Records for this task Block Start

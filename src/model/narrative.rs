use serde::Serialize;

pub const NO_STRENGTHS: &str = "Needs development";
pub const NO_WEAKNESSES: &str = "Minor weaknesses";
pub const NO_SUGGESTIONS: &str = "Great job! Ready for investors.";

#[derive(Debug, Clone, Default, PartialEq, Eq, Serialize)]
pub struct Narrative {
    pub strengths: Vec<&'static str>,
    pub weaknesses: Vec<&'static str>,
    pub suggestions: Vec<&'static str>,
}

impl Narrative {
    pub fn strengths_or_filler(&self) -> Vec<&'static str> {
        or_filler(&self.strengths, NO_STRENGTHS)
    }

    pub fn weaknesses_or_filler(&self) -> Vec<&'static str> {
        or_filler(&self.weaknesses, NO_WEAKNESSES)
    }

    pub fn suggestions_or_filler(&self) -> Vec<&'static str> {
        or_filler(&self.suggestions, NO_SUGGESTIONS)
    }
}

fn or_filler(items: &[&'static str], filler: &'static str) -> Vec<&'static str> {
    if items.is_empty() {
        vec![filler]
    } else {
        items.to_vec()
    }
}
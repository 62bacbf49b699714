use super::*;

fn fixture() -> (TextStats, ScoreSet, Narrative) {
    (
        TextStats {
            word_count: 60,
            exclamations: 0,
            innovation_hits: 60,
            market_hits: 0,
        },
        ScoreSet {
            clarity: 62,
            impact: 50,
            logic: 53,
            innovation: 100,
            market: 50,
            overall: 61.1,
        },
        Narrative {
            strengths: vec!["Innovative concept."],
            weaknesses: vec![],
            suggestions: vec![],
        },
    )
}

#[test]
fn test_write_reports_pdf_only() {
    let dir = tempfile::tempdir().unwrap();
    let (stats, scores, narrative) = fixture();
    let input = Stage5Input {
        stats: &stats,
        scores: &scores,
        narrative: &narrative,
        report_text: "\nWord Count: 60\n",
        bar_chart: Path::new("bar_chart.png"),
        radar_chart: Path::new("radar_chart.png"),
        timestamp: "2026-01-01 00:00:00.000000",
        write_summary: false,
    };
    let out = write_reports(&input, dir.path()).unwrap();
    assert_eq!(out.pdf, dir.path().join(PDF_FILE));
    assert!(out.pdf.is_file());
    assert!(!dir.path().join(SUMMARY_FILE).exists());
    assert!(!dir.path().join(REPORT_TEXT_FILE).exists());
}

#[test]
fn test_write_reports_with_summary() {
    let dir = tempfile::tempdir().unwrap();
    let (stats, scores, narrative) = fixture();
    let input = Stage5Input {
        stats: &stats,
        scores: &scores,
        narrative: &narrative,
        report_text: "\nWord Count: 60\n",
        bar_chart: Path::new("bar_chart.png"),
        radar_chart: Path::new("radar_chart.png"),
        timestamp: "2026-01-01 00:00:00.000000",
        write_summary: true,
    };
    write_reports(&input, dir.path()).unwrap();

    let json = std::fs::read_to_string(dir.path().join(SUMMARY_FILE)).unwrap();
    let value: serde_json::Value = serde_json::from_str(&json).unwrap();
    assert_eq!(value["tool"], "pitchqc");
    assert_eq!(value["input"]["word_count"], 60);
    assert_eq!(value["scores"]["innovation"], 100);
    assert_eq!(value["scores"]["overall"], 61.1);
    assert_eq!(value["narrative"]["strengths"][0], "Innovative concept.");
    assert_eq!(value["generated_at"], "2026-01-01 00:00:00.000000");

    let text = std::fs::read_to_string(dir.path().join(REPORT_TEXT_FILE)).unwrap();
    assert_eq!(text, "\nWord Count: 60\n");
}
use crate::model::narrative::Narrative;
use crate::model::scores::ScoreSet;
use crate::model::thresholds::ScoringProfile;
use crate::report::text::render_report_text;

#[derive(Debug)]
pub struct Stage3Output {
    pub narrative: Narrative,
    pub report_text: String,
}

pub fn run_stage3(word_count: usize, scores: &ScoreSet, profile: &ScoringProfile) -> Stage3Output {
    let narrative = build_narrative(scores, profile);
    let report_text = render_report_text(word_count, scores.overall, &narrative);
    Stage3Output {
        narrative,
        report_text,
    }
}

pub fn build_narrative(scores: &ScoreSet, profile: &ScoringProfile) -> Narrative {
    let threshold = profile.strength_threshold;
    let mut out = Narrative::default();

    if scores.clarity > threshold {
        out.strengths.push("Clear explanation of idea.");
    } else {
        out.weaknesses.push("Pitch clarity needs improvement.");
        out.suggestions.push("Simplify sentences and avoid jargon.");
    }

    if scores.impact > threshold {
        out.strengths.push("Strong persuasive tone.");
    } else {
        out.weaknesses.push("Lacks emotional or persuasive impact.");
        out.suggestions.push("Highlight strong problem and solution impact.");
    }

    // Low innovation only earns a suggestion, never a listed weakness.
    if scores.innovation > threshold {
        out.strengths.push("Innovative concept.");
    } else {
        out.suggestions.push("Emphasize uniqueness and differentiation.");
    }

    out
}

#[cfg(test)]
#[path = "../../tests/src_inline/pipeline/stage3_narrative.rs"]
mod tests;
pub mod narrative;
pub mod outcome;
pub mod scores;
pub mod thresholds;
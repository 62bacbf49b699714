use super::*;
use crate::model::scores::ScoreSet;

fn scored() -> AnalysisOutcome {
    AnalysisOutcome::Scored(ScoreReport {
        word_count: 60,
        scores: ScoreSet {
            clarity: 62,
            impact: 50,
            logic: 53,
            innovation: 100,
            market: 50,
            overall: 61.1,
        },
        narrative: Narrative::default(),
        report_text: "report".to_string(),
        artifacts: ArtifactPaths {
            bar_chart: PathBuf::from("bar_chart.png"),
            radar_chart: PathBuf::from("radar_chart.png"),
            pdf: PathBuf::from("Pitch_Report.pdf"),
        },
    })
}

#[test]
fn test_scored_view_field_order_and_values() {
    let view = scored().view();
    assert_eq!(view.overall, 61.1);
    assert_eq!(
        [view.clarity, view.impact, view.logic, view.innovation],
        [62, 50, 53, 100]
    );
    assert_eq!(view.bar_chart, Some(PathBuf::from("bar_chart.png")));
    assert_eq!(view.radar_chart, Some(PathBuf::from("radar_chart.png")));
    assert_eq!(view.pdf, Some(PathBuf::from("Pitch_Report.pdf")));
    assert_eq!(view.report_text, "report");

    let json = serde_json::to_value(&view).unwrap();
    let keys = json.as_object().unwrap().keys().cloned().collect::<Vec<_>>();
    assert_eq!(keys.len(), 9);
}

#[test]
fn test_short_input_view_is_zeroed_with_warning() {
    let view = AnalysisOutcome::Degraded(DegradedReason::InputTooShort).view();
    assert_eq!(view.overall, 0.0);
    assert_eq!(
        [view.clarity, view.impact, view.logic, view.innovation],
        [0, 0, 0, 0]
    );
    assert!(view.bar_chart.is_none());
    assert!(view.radar_chart.is_none());
    assert!(view.pdf.is_none());
    assert_eq!(view.report_text, "⚠ Please enter at least 50 characters.");
}

#[test]
fn test_failure_view_embeds_error_text() {
    let reason = DegradedReason::Failed("disk full".to_string());
    let view = AnalysisOutcome::Degraded(reason).view();
    assert_eq!(view.report_text, "Error occurred: disk full");
    assert!(view.pdf.is_none());
}

#[test]
fn test_reset_clears_everything() {
    let view = reset();
    assert!(view.text.is_empty());
    assert!(view.report_text.is_empty());
    assert_eq!(view.overall, 0.0);
    assert_eq!(
        [view.clarity, view.impact, view.logic, view.innovation],
        [0, 0, 0, 0]
    );
    assert!(view.bar_chart.is_none() && view.radar_chart.is_none() && view.pdf.is_none());
}
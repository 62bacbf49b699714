use tracing_subscriber::EnvFilter;

/// Installs the stderr subscriber. `RUST_LOG` wins over the verbosity flags.
pub fn init_logging(verbose: u8, quiet: bool) {
    let default_level = match (quiet, verbose) {
        (true, _) => "warn",
        (false, 0) => "info",
        (false, 1) => "debug",
        (false, _) => "trace",
    };
    let filter = EnvFilter::try_from_default_env()
        .unwrap_or_else(|_| EnvFilter::new(format!("pitchqc={default_level}")));
    let _ = tracing_subscriber::fmt()
        .with_env_filter(filter)
        .with_writer(std::io::stderr)
        .with_target(false)
        .try_init();
}
use crate::model::scores::{ScoreSet, round2};
use crate::model::thresholds::ScoringProfile;

/// Surface statistics every sub-score is derived from.
#[derive(Debug, Clone, Copy, PartialEq, Eq)]
pub struct TextStats {
    pub word_count: usize,
    pub exclamations: usize,
    pub innovation_hits: usize,
    pub market_hits: usize,
}

#[derive(Debug)]
pub struct Stage2Output {
    pub stats: TextStats,
    pub scores: ScoreSet,
}

pub fn run_stage2(text: &str, profile: &ScoringProfile) -> Stage2Output {
    let stats = collect_stats(text, profile);
    let scores = compute_scores(&stats, profile);
    Stage2Output { stats, scores }
}

pub fn collect_stats(text: &str, profile: &ScoringProfile) -> TextStats {
    let lower = text.to_lowercase();
    TextStats {
        word_count: text.split_whitespace().count(),
        exclamations: text.matches('!').count(),
        innovation_hits: count_keyword(&lower, profile.innovation_keyword),
        market_hits: count_keyword(&lower, profile.market_keyword),
    }
}

/// Non-overlapping substring occurrences.
pub fn count_keyword(haystack: &str, keyword: &str) -> usize {
    if keyword.is_empty() {
        return 0;
    }
    haystack.matches(keyword).count()
}

pub fn compute_scores(stats: &TextStats, p: &ScoringProfile) -> ScoreSet {
    let words = to_u64(stats.word_count);
    let ceiling = p.score_ceiling;

    let clarity = capped(
        u64::from(p.clarity_base) + words / u64::from(p.clarity_words_per_point),
        ceiling,
    );
    let impact = capped(
        u64::from(p.impact_base)
            + to_u64(stats.exclamations).saturating_mul(u64::from(p.impact_per_exclamation))
            + words / u64::from(p.impact_words_per_point),
        ceiling,
    );
    let logic = capped(
        u64::from(p.logic_base) + words / u64::from(p.logic_words_per_point),
        ceiling,
    );
    let innovation = capped(
        u64::from(p.innovation_base)
            + to_u64(stats.innovation_hits).saturating_mul(u64::from(p.innovation_per_keyword)),
        ceiling,
    );
    let market = capped(
        u64::from(p.market_base)
            + to_u64(stats.market_hits).saturating_mul(u64::from(p.market_per_keyword)),
        ceiling,
    );

    let mut scores = ScoreSet {
        clarity,
        impact,
        logic,
        innovation,
        market,
        overall: 0.0,
    };
    scores.overall = overall_score(&scores, p);
    scores
}

/// Weighted sum of the five sub-scores, rounded to two decimals.
pub fn overall_score(s: &ScoreSet, p: &ScoringProfile) -> f64 {
    round2(
        f64::from(s.clarity) * p.w_clarity
            + f64::from(s.impact) * p.w_impact
            + f64::from(s.logic) * p.w_logic
            + f64::from(s.innovation) * p.w_innovation
            + f64::from(s.market) * p.w_market,
    )
}

fn capped(raw: u64, ceiling: u32) -> u32 {
    raw.min(u64::from(ceiling)) as u32
}

fn to_u64(n: usize) -> u64 {
    u64::try_from(n).unwrap_or(u64::MAX)
}

#[cfg(test)]
#[path = "../../tests/src_inline/pipeline/stage2_scores.rs"]
mod tests;
#[derive(Debug, Clone)]
pub struct ScoringProfile {
    pub min_chars: usize,

    pub clarity_base: u32,
    pub clarity_words_per_point: u32,
    pub impact_base: u32,
    pub impact_per_exclamation: u32,
    pub impact_words_per_point: u32,
    pub logic_base: u32,
    pub logic_words_per_point: u32,
    pub innovation_base: u32,
    pub innovation_per_keyword: u32,
    pub innovation_keyword: &'static str,
    pub market_base: u32,
    pub market_per_keyword: u32,
    pub market_keyword: &'static str,
    pub score_ceiling: u32,

    pub w_clarity: f64,
    pub w_impact: f64,
    pub w_logic: f64,
    pub w_innovation: f64,
    pub w_market: f64,

    pub strength_threshold: u32,
}

impl ScoringProfile {
    pub fn default_v1() -> Self {
        Self {
            min_chars: 50,

            clarity_base: 50,
            clarity_words_per_point: 5,
            impact_base: 40,
            impact_per_exclamation: 5,
            impact_words_per_point: 6,
            logic_base: 45,
            logic_words_per_point: 7,
            innovation_base: 40,
            innovation_per_keyword: 10,
            innovation_keyword: "ai",
            market_base: 50,
            market_per_keyword: 8,
            market_keyword: "market",
            score_ceiling: 100,

            w_clarity: 0.25,
            w_impact: 0.25,
            w_logic: 0.20,
            w_innovation: 0.15,
            w_market: 0.15,

            strength_threshold: 70,
        }
    }
}

impl Default for ScoringProfile {
    fn default() -> Self {
        Self::default_v1()
    }
}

Records for this task Block End

- [Task goal]:
Stop at the line containing "pub strengths: Vec<&'static". Please print exactly every line before it from the start of the records, plus that line itself, and nothing else.

- [Answer space]:
filename src/model/narrative.rs
use serde::Serialize;

pub const NO_STRENGTHS: &str = "Needs development";
pub const NO_WEAKNESSES: &str = "Minor weaknesses";
pub const NO_SUGGESTIONS: &str = "Great job! Ready for investors.";

#[derive(Debug, Clone, Default, PartialEq, Eq, Serialize)]
pub struct Narrative {
    pub strengths: Vec<&'static str>,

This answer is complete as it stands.